エンジニアの情熱が生んだ、速さの原点
Cervélo(サーベロ)は1995年、カナダ・モントリオールのマギル大学で複合素材と空力研究を行っていたGerard Vroomen(ジェラルド・ヴルーメン )とPhil White(フィル・ホワイト)の2人によって創設されました。

大学の研究室で始まったその挑戦は、やがて世界中のトップライダーを速くする
「MAKE RIDERS FASTER」
(すべては、ライダーを“もっと速く”するために)
という理念へと発展します。
ブランド名の「Cervélo」は、イタリア語の*“Cervello(脳)”とフランス語の“Vélo(自転車)”を組み合わせた造語。
つまりブレイン・バイク
頭脳で速さを創る自転車 という意味です 。
科学で切り拓く、速さという感覚
創業初期からCervéloがこだわり続けてきたのは、感覚や経験則ではなく数値と理論で速さを定義すること。


90年代後半にはいち早くモノコック構造を導入し、カーボン素材の積層方向と強度を管理する「レイアップスケジュール」を確立しました。
この工程管理によって、軽さ・剛性・快適性の理想的なバランスを実現し、現代のカーボンフレーム設計の礎を築きました 。
Cervéloは常に“素材を減らす場所と増やす場所”を数値で導き出し、無駄を省きながらも体感的な安定感と推進力を両立させてきました。
それはまさに、数値以上に走りで感じる「速さ」を追求する姿勢です。
空力を支配するブランド
「風を味方にすることが、速さを支配すること」。
Cervéloは、世界で初めて風洞実験とCFD解析を融合させたブランドです。

マネキンを使った実走姿勢での風洞テストや、ライダーを含めた空力解析など、誰も行っていなかった手法を確立しました 。

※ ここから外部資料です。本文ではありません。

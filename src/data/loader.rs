//! CSV loading and cleaning.
//!
//! Upstream cleaning collaborator for the forecast runner: parses
//! day/month/year dates, drops rows whose date fails to parse, fills missing
//! or malformed journey counts with zero, and sorts ascending by date.

use crate::data::table::{DayRecord, RidershipTable, ServiceType};
use crate::error::{ForecastError, Result};
use chrono::NaiveDate;
use csv::ReaderBuilder;
use std::path::Path;
use tracing::{debug, info};

/// Header of the date column.
pub const DATE_COLUMN: &str = "Date";

/// Date format used by the source dataset.
pub const DATE_FORMAT: &str = "%d/%m/%Y";

/// Load the daily ridership table from a CSV file.
///
/// A missing or unreadable file is fatal; individual malformed rows are not.
pub fn load_table(path: &Path) -> Result<RidershipTable> {
    let mut reader = ReaderBuilder::new().has_headers(true).from_path(path)?;

    let headers = reader.headers()?.clone();
    let column_index = |name: &str| -> Result<usize> {
        headers
            .iter()
            .position(|h| h.trim() == name)
            .ok_or_else(|| ForecastError::InvalidParameter(format!("missing column '{name}'")))
    };

    let date_idx = column_index(DATE_COLUMN)?;
    let mut count_idx = [0usize; 6];
    for (slot, service) in count_idx.iter_mut().zip(ServiceType::ALL) {
        *slot = column_index(service.column_name())?;
    }

    let mut records = Vec::new();
    let mut dropped = 0usize;
    for row in reader.records() {
        let row = row?;

        // Unparseable dates coerce to missing and the row is dropped
        let date = row
            .get(date_idx)
            .and_then(|s| NaiveDate::parse_from_str(s.trim(), DATE_FORMAT).ok());
        let Some(date) = date else {
            dropped += 1;
            debug!(row = ?row.get(date_idx), "dropping row with unparseable date");
            continue;
        };

        // Missing counts are filled with zero
        let mut counts = [0.0f64; 6];
        for (value, &idx) in counts.iter_mut().zip(count_idx.iter()) {
            *value = row
                .get(idx)
                .and_then(|s| s.trim().parse::<f64>().ok())
                .unwrap_or(0.0);
        }

        records.push(DayRecord { date, counts });
    }

    info!(
        rows = records.len(),
        dropped,
        path = %path.display(),
        "loaded ridership table"
    );
    Ok(RidershipTable::new(records))
}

こうした空力研究の成果は、現在のPシリーズやSシリーズといったエアロに繋がっています。
風を切る感覚が、これほどまでに滑らかで軽やかだったことは、他のどのブランドにもなかったといえるでしょう。
MAKE RIDERS FASTER ─ プロツアーで証明された哲学
2003年、CervéloはTeam CSCのサプライヤーとしてUCIプロツアーに参戦。

P3、Soloist、Rシリーズといったモデルが誕生し、ロード界で「空力」と「軽量性」を両立させた革新ブランドとしての地位を確立しました 。

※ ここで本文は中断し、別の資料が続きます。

//! Per-call state and dialog orchestration.
//!
//! A call is split in two halves. [`CallSession`] is owned by the registry and
//! only touched by the receive loop: it runs the segmenter and decides when to
//! greet. [`SessionCore`] is shared with pool workers and holds the two
//! serialization domains of a call: `outbound` guards frame pacing and the
//! wire counters, `history` guards the conversation and is held for the whole
//! of one utterance's processing.
//!
//! Utterances of one call go through a per-call backlog drained by a single
//! pool job, so a call occupies at most one worker no matter how fast its
//! caller talks.

use std::collections::VecDeque;
use std::fmt;
use std::io;
use std::net::SocketAddr;
use std::sync::{Arc, MutexGuard, PoisonError};
use std::time::Duration;

use async_trait::async_trait;
use tokio::net::UdpSocket;
use tokio::sync::Mutex;
use tokio::time::{Instant, MissedTickBehavior};

use crate::audio::{
    FRAME_MS, FRAME_SAMPLES, Segmenter, SegmenterConfig, Utterance, WireEncoding, decode_frame,
    encode_frame, pcm_from_le_bytes,
};
use crate::collaborators::{ChatMessage, Collaborators};
use crate::config::SessionConfig;
use crate::error::{RelayError, RelayResult};
use crate::escalation::Escalation;
use crate::rtp;
use crate::worker_pool::WorkerPool;

const FRAME_DURATION: Duration = Duration::from_millis(FRAME_MS as u64);

/// Call identity: the peer endpoint plus the stream's synchronization source.
#[derive(Debug, Clone, Copy, PartialEq, Eq, Hash)]
pub struct CallKey {
    pub addr: SocketAddr,
    pub ssrc: u32,
}

impl CallKey {
    pub fn new(addr: SocketAddr, ssrc: u32) -> Self {
        Self { addr, ssrc }
    }
}

impl fmt::Display for CallKey {
    fn fmt(&self, f: &mut fmt::Formatter<'_>) -> fmt::Result {
        write!(f, "{}/{:08x}", self.addr, self.ssrc)
    }
}

/// Where outbound packets go. The UDP socket in production, a recorder in tests.
#[async_trait]
pub trait PacketSink: Send + Sync {
    async fn send_to(&self, packet: &[u8], peer: SocketAddr) -> io::Result<usize>;
}

#[async_trait]
impl PacketSink for UdpSocket {
    async fn send_to(&self, packet: &[u8], peer: SocketAddr) -> io::Result<usize> {
        UdpSocket::send_to(self, packet, peer).await
    }
}

/// Everything a session needs that is shared across all calls.
pub struct SessionContext {
    pub services: Collaborators,
    pub sink: Arc<dyn PacketSink>,
    pub pool: WorkerPool,
    pub escalation: Arc<Escalation>,
    pub dialog: SessionConfig,
    pub encoding: WireEncoding,
    pub payload_type: u8,
    pub segmenter: SegmenterConfig,
}

/// Outbound wire counters. Never reset while the call lives.
#[derive(Debug, Clone, Copy, Default, PartialEq, Eq)]
pub struct Outbound {
    pub sequence: u16,
    pub timestamp: u32,
}

impl Outbound {
    pub fn advance(&mut self) {
        self.sequence = self.sequence.wrapping_add(1);
        self.timestamp = self.timestamp.wrapping_add(FRAME_SAMPLES as u32);
    }
}

/// Utterances waiting for their call's drain job.
#[derive(Default)]
struct Backlog {
    pending: VecDeque<Utterance>,
    draining: bool,
}

pub struct SessionCore {
    key: CallKey,
    ssrc: u32,
    ctx: Arc<SessionContext>,
    outbound: Mutex<Outbound>,
    history: Mutex<Vec<ChatMessage>>,
    backlog: std::sync::Mutex<Backlog>,
}

impl SessionCore {
    fn new(key: CallKey, ctx: Arc<SessionContext>) -> Self {
        let history = vec![ChatMessage::system(ctx.dialog.system_prompt.clone())];
        Self {
            key,
            ssrc: rand::random::<u32>(),
            ctx,
            outbound: Mutex::new(Outbound::default()),
            history: Mutex::new(history),
            backlog: std::sync::Mutex::new(Backlog::default()),
        }
    }

    fn backlog(&self) -> MutexGuard<'_, Backlog> {
        self.backlog.lock().unwrap_or_else(PoisonError::into_inner)
    }

    /// Utterances queued behind the one being processed.
    pub fn pending_utterances(&self) -> usize {
        self.backlog().pending.len()
    }

    /// Queues an utterance. Returns true when no drain job is running and the
    /// caller has to start one.
    fn enqueue(&self, utterance: Utterance) -> bool {
        let mut backlog = self.backlog();
        backlog.pending.push_back(utterance);
        if backlog.draining {
            return false;
        }
        backlog.draining = true;
        true
    }

    // 提交失败：队列里只有刚放进去的那一段
    fn abandon_drain(&self) {
        let mut backlog = self.backlog();
        backlog.pending.clear();
        backlog.draining = false;
    }

    /// Processes queued utterances in arrival order until the backlog is empty.
    async fn drain(self: Arc<Self>) {
        loop {
            let next = {
                let mut backlog = self.backlog();
                match backlog.pending.pop_front() {
                    Some(utterance) => utterance,
                    None => {
                        backlog.draining = false;
                        return;
                    }
                }
            };
            self.process_utterance(next).await;
        }
    }

    pub fn key(&self) -> CallKey {
        self.key
    }

    /// Outbound synchronization source, fixed for the life of the call.
    pub fn ssrc(&self) -> u32 {
        self.ssrc
    }

    pub async fn history(&self) -> Vec<ChatMessage> {
        self.history.lock().await.clone()
    }

    pub async fn outbound(&self) -> Outbound {
        *self.outbound.lock().await
    }

    /// Recognize, generate and speak the reply for one utterance.
    ///
    /// Holds the history lock throughout, so a call never processes two
    /// utterances at once. Collaborator failures end in a spoken fallback or
    /// silence, never in an error.
    pub async fn process_utterance(&self, utterance: Utterance) {
        let mut history = self.history.lock().await;

        let pcm = utterance.to_pcm_bytes();
        let text = match self
            .ctx
            .services
            .recognize(&pcm, utterance.sample_rate)
            .await
        {
            Ok(text) => text.trim().to_string(),
            Err(e) => {
                log::warn!("[{}] recognition failed: {}", self.key, e);
                String::new()
            }
        };

        if text.is_empty() {
            log::info!("[{}] nothing recognized", self.key);
            self.speak(&self.ctx.dialog.not_understood).await;
            return;
        }
        log::info!("[{}] caller: {}", self.key, text);

        if self.ctx.escalation.matches(&text) {
            let escalation = self.ctx.escalation.clone();
            let call = self.key.to_string();
            let said = text.clone();
            tokio::spawn(async move { escalation.raise(&call, &said).await });
        }

        history.push(ChatMessage::user(text));
        let reply = match self.ctx.services.generate(&history).await {
            Ok(reply) if !reply.trim().is_empty() => {
                let reply = reply.trim().to_string();
                history.push(ChatMessage::assistant(reply.clone()));
                reply
            }
            Ok(_) => {
                log::warn!("[{}] empty reply from generator", self.key);
                history.pop();
                self.ctx.dialog.generation_fallback.clone()
            }
            Err(e) => {
                log::error!("[{}] generation failed: {}", self.key, e);
                history.pop();
                self.ctx.dialog.generation_fallback.clone()
            }
        };
        log::info!("[{}] bot: {}", self.key, reply);

        self.speak(&reply).await;
    }

    /// Synthesizes `text` and streams it to the caller. Failures are logged.
    pub async fn speak(&self, text: &str) {
        if text.trim().is_empty() {
            return;
        }
        let pcm = match self.ctx.services.synthesize(text).await {
            Ok(pcm) => pcm,
            Err(e) => {
                log::error!("[{}] synthesis failed, skipping send: {}", self.key, e);
                return;
            }
        };
        let samples = pcm_from_le_bytes(&pcm);
        match self.send_linear_audio(&samples).await {
            Ok(frames) => log::debug!("[{}] sent {} frames", self.key, frames),
            Err(e) => log::error!("[{}] send abandoned: {}", self.key, e),
        }
    }

    /// Encodes linear audio and sends it as paced 20 ms frames.
    ///
    /// The last short frame is padded with the encoding's silence value. The
    /// outbound lock is held until one frame interval after the last packet,
    /// so back-to-back sends from the same call stay paced and never
    /// interleave. Returns the number of packets sent.
    pub async fn send_linear_audio(&self, samples: &[i16]) -> RelayResult<usize> {
        let encoding = self.ctx.encoding;
        let payload = encode_frame(samples, encoding);
        let frame_bytes = encoding.frame_bytes();

        let mut outbound = self.outbound.lock().await;
        let mut pacing = tokio::time::interval(FRAME_DURATION);
        pacing.set_missed_tick_behavior(MissedTickBehavior::Delay);

        let mut sent = 0;
        for chunk in payload.chunks(frame_bytes) {
            pacing.tick().await;

            let packet = if chunk.len() < frame_bytes {
                let mut frame = chunk.to_vec();
                frame.resize(frame_bytes, encoding.silence_byte());
                self.packet(&outbound, &frame)
            } else {
                self.packet(&outbound, chunk)
            };

            self.ctx
                .sink
                .send_to(&packet, self.key.addr)
                .await
                .map_err(RelayError::TransportSend)?;
            outbound.advance();
            sent += 1;
        }
        if sent > 0 {
            pacing.tick().await;
        }
        Ok(sent)
    }

    fn packet(&self, outbound: &Outbound, payload: &[u8]) -> bytes::Bytes {
        rtp::encode(
            self.ctx.payload_type,
            outbound.sequence,
            outbound.timestamp,
            self.ssrc,
            payload,
        )
    }
}

/// Receive-side half of a call, owned by the registry.
pub struct CallSession {
    core: Arc<SessionCore>,
    segmenter: Segmenter,
    greeted: bool,
    last_seen: Instant,
}

impl CallSession {
    pub fn new(key: CallKey, ctx: Arc<SessionContext>) -> Self {
        let segmenter = Segmenter::new(ctx.segmenter.clone());
        Self {
            core: Arc::new(SessionCore::new(key, ctx)),
            segmenter,
            greeted: false,
            last_seen: Instant::now(),
        }
    }

    pub fn key(&self) -> CallKey {
        self.core.key
    }

    pub fn core(&self) -> &Arc<SessionCore> {
        &self.core
    }

    pub fn is_greeted(&self) -> bool {
        self.greeted
    }

    pub fn last_seen(&self) -> Instant {
        self.last_seen
    }

    /// Takes one inbound payload. Never waits on collaborators: greeting and
    /// utterance processing are handed to the worker pool.
    pub fn feed(&mut self, payload: &[u8]) {
        self.last_seen = Instant::now();
        self.maybe_greet();

        let frame = decode_frame(payload, self.core.ctx.encoding);
        let Some(utterance) = self.segmenter.push_frame(&frame) else {
            return;
        };

        log::info!(
            "[{}] utterance of {}ms",
            self.core.key,
            utterance.duration().as_millis()
        );
        if !self.core.enqueue(utterance) {
            log::debug!(
                "[{}] utterance queued, {} waiting",
                self.core.key,
                self.core.pending_utterances()
            );
            return;
        }

        let core = self.core.clone();
        if let Err(e) = self.core.ctx.pool.submit(core.drain()) {
            log::warn!("[{}] dropping utterance: {}", self.core.key, e);
            self.core.abandon_drain();
        }
    }

    // 只问候一次；提交失败时下一个包再试
    fn maybe_greet(&mut self) {
        if self.greeted {
            return;
        }
        let greeting = self.core.ctx.dialog.greeting.clone();
        if greeting.trim().is_empty() {
            self.greeted = true;
            return;
        }

        let core = self.core.clone();
        match self
            .core
            .ctx
            .pool
            .submit(async move { core.speak(&greeting).await })
        {
            Ok(()) => self.greeted = true,
            Err(e) => log::warn!("[{}] greeting deferred: {}", self.core.key, e),
        }
    }
}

2008年、カルロス・サストレがR3 SLとP3を使用しツール・ド・フランス総合優勝。
「MAKE RIDERS FASTER」という理念は、科学の域を超え、勝利という結果で世界に証明されました 。

カリフォルニアから生まれた究極の軽さ
2008年、Cervéloはアメリカ・カリフォルニアに自社研究施設を設立。

ここで生まれたProject Californiaは、軽さ・剛性・耐久性を極限まで追求したエンジニアリングプロジェクトです。
その成果であるR5caは、当時世界最軽量の量産フレーム(約5.47kg完成車)として登場。

同時に新開発のBBright規格が採用され、剛性とペダリング効率を飛躍的に高めました 。
Cervéloは、数値だけでなく「踏み出しの瞬間の軽さ」「登坂での伸び」という体感的速さを、設計の中に織り込んでいます。
MAKE RIDERS FASTER ─ それは哲学であり、使命
Cervéloの「速さ」は、単なるスピードではありません。それは科学的思考・構造美・そしてライダーの感覚がひとつに融け合った“体験としての速さ”です。

どのカテゴリーにおいても、Cervéloはひとつの問いを投げかけ続けています。
それは本当に、ライダーを速くするか?
この問いこそが、Cervéloというブランドの心臓であり、“MAKE RIDERS FASTER”という言葉が今も変わらず息づく理由です。